◆ **What to work on**
Check each line of the material below for the word "super". Say how many lines have it, and nothing else.

◆ **Dataset records**

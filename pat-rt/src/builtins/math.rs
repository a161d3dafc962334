//! `std::math::*`.

use pat_diagnostics::Location;
use pat_eval::{Error, Evaluator};
use pat_tree::Literal;

use super::register;

fn arg_float(args: &[Literal], i: usize) -> Result<f64, Error> {
    args[i].to_float().map_err(|e| Error::Type(e, Location::empty()))
}

/// `min`/`max`/`abs` stay integral when both inputs are, matching the
/// pattern language's habit of keeping widths stable through arithmetic.
fn both_signed(a: &Literal, b: &Literal) -> Option<(i128, i128)> {
    match (a, b) {
        (Literal::Unsigned(_) | Literal::Signed(_), Literal::Unsigned(_) | Literal::Signed(_)) => {
            Some((a.to_signed().ok()?, b.to_signed().ok()?))
        }
        _ => None,
    }
}

pub(super) fn install(eval: &mut Evaluator) {
    register(eval, "std::math::min", 2, 2, vec![], false, |_eval, args| {
        if let Some((a, b)) = both_signed(&args[0], &args[1]) {
            return Ok(if a <= b { args[0].clone() } else { args[1].clone() });
        }
        let (a, b) = (arg_float(args, 0)?, arg_float(args, 1)?);
        Ok(Literal::Float(a.min(b)))
    });

    register(eval, "std::math::max", 2, 2, vec![], false, |_eval, args| {
        if let Some((a, b)) = both_signed(&args[0], &args[1]) {
            return Ok(if a >= b { args[0].clone() } else { args[1].clone() });
        }
        let (a, b) = (arg_float(args, 0)?, arg_float(args, 1)?);
        Ok(Literal::Float(a.max(b)))
    });

    register(eval, "std::math::abs", 1, 1, vec![], false, |_eval, args| match &args[0] {
        Literal::Signed(v) => Ok(Literal::Signed(v.abs())),
        Literal::Unsigned(v) => Ok(Literal::Unsigned(*v)),
        _ => Ok(Literal::Float(arg_float(args, 0)?.abs())),
    });

    register(eval, "std::math::pow", 2, 2, vec![], false, |_eval, args| {
        Ok(Literal::Float(arg_float(args, 0)?.powf(arg_float(args, 1)?)))
    });

    register(eval, "std::math::sqrt", 1, 1, vec![], false, |_eval, args| Ok(Literal::Float(arg_float(args, 0)?.sqrt())));

    register(eval, "std::math::floor", 1, 1, vec![], false, |_eval, args| Ok(Literal::Float(arg_float(args, 0)?.floor())));

    register(eval, "std::math::ceil", 1, 1, vec![], false, |_eval, args| Ok(Literal::Float(arg_float(args, 0)?.ceil())));

    register(eval, "std::math::round", 1, 1, vec![], false, |_eval, args| Ok(Literal::Float(arg_float(args, 0)?.round())));
}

◆ **Written response**
2